>>>>>

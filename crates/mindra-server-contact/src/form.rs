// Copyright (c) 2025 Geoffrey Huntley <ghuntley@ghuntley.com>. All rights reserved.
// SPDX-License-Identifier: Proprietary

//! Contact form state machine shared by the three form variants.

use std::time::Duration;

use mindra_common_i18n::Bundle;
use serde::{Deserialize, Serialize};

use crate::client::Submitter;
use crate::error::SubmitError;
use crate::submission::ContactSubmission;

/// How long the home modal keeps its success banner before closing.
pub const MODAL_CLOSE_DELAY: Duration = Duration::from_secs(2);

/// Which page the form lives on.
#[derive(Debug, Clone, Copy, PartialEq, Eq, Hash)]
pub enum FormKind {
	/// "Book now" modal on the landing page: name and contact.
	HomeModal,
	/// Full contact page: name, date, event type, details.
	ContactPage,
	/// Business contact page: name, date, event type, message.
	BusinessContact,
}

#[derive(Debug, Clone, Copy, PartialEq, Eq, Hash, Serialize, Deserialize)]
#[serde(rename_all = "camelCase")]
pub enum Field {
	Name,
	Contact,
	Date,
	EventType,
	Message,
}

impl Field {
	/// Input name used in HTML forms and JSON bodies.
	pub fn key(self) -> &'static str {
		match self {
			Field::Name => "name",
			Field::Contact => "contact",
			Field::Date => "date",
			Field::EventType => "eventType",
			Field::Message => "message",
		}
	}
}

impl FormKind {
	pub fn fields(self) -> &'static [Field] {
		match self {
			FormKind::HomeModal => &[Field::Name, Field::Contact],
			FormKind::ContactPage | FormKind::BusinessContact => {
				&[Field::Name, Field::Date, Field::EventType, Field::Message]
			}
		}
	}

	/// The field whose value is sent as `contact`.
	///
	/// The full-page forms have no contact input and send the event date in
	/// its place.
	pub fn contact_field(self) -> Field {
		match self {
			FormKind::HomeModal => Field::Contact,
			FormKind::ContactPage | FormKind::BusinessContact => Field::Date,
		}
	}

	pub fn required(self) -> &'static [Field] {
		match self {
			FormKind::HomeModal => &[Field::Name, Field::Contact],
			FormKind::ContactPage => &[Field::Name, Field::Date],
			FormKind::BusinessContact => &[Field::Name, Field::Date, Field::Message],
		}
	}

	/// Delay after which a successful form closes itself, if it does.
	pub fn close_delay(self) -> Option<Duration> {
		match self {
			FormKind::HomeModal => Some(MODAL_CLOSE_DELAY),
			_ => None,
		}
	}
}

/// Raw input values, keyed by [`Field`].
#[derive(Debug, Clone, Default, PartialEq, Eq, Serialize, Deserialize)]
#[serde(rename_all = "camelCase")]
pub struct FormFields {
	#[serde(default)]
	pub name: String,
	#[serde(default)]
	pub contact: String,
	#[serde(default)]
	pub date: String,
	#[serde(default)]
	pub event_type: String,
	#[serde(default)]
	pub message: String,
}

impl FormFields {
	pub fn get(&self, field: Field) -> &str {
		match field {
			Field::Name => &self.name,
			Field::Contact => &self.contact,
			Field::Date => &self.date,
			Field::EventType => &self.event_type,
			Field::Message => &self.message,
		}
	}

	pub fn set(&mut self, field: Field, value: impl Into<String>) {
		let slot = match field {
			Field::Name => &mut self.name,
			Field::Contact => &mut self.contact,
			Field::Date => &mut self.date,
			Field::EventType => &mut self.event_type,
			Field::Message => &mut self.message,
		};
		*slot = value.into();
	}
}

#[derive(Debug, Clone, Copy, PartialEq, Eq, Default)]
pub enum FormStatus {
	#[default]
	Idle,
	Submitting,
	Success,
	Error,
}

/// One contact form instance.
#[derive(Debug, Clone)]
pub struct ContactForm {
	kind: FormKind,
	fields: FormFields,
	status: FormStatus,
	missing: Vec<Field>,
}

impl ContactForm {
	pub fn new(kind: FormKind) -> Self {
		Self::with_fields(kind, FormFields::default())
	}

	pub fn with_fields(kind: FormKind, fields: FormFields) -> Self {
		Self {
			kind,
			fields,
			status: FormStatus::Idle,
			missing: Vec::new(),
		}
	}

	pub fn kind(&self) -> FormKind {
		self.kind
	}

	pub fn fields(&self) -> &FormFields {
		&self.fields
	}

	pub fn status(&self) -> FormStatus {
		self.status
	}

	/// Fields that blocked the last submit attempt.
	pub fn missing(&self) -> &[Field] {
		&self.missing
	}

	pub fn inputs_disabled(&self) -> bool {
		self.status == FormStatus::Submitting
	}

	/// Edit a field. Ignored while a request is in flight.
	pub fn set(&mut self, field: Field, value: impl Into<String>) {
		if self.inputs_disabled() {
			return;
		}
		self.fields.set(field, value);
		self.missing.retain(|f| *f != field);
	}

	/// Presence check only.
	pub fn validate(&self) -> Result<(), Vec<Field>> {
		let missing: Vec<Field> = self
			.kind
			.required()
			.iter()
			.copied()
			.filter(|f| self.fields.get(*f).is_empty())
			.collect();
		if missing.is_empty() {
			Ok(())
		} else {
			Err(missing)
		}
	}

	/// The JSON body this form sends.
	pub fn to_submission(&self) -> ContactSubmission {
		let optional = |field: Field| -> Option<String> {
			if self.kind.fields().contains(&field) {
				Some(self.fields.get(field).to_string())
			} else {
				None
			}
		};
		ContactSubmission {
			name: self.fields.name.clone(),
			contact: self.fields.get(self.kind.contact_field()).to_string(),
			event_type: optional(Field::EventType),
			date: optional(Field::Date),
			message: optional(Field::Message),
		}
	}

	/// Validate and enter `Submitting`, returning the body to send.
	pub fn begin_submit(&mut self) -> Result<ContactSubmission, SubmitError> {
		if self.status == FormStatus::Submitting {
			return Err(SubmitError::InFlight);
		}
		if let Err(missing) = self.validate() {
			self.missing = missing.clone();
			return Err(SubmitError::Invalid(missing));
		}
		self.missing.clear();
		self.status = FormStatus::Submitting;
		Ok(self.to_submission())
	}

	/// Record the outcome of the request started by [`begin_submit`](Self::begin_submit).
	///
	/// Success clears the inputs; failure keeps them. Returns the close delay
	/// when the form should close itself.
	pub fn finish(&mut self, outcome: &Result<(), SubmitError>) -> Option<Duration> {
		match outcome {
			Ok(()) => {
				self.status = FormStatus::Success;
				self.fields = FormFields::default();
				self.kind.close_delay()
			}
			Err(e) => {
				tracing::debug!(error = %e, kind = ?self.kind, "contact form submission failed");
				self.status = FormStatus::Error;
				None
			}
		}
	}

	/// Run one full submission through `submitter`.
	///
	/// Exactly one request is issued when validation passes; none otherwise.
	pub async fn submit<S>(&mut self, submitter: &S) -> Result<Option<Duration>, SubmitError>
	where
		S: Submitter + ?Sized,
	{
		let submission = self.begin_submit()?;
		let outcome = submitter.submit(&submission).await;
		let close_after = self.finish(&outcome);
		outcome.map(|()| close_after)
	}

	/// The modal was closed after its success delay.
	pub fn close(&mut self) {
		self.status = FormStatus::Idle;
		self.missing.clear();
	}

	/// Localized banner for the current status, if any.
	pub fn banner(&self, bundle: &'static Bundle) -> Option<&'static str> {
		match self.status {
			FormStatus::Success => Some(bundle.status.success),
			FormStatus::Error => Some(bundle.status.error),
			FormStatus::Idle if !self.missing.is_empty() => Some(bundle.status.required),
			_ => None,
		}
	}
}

<<<<<

**Goal of the exercise:** Tally the lines of the listing that include "request". Nothing but the resulting number should be returned.

**Answer to the problem:** 3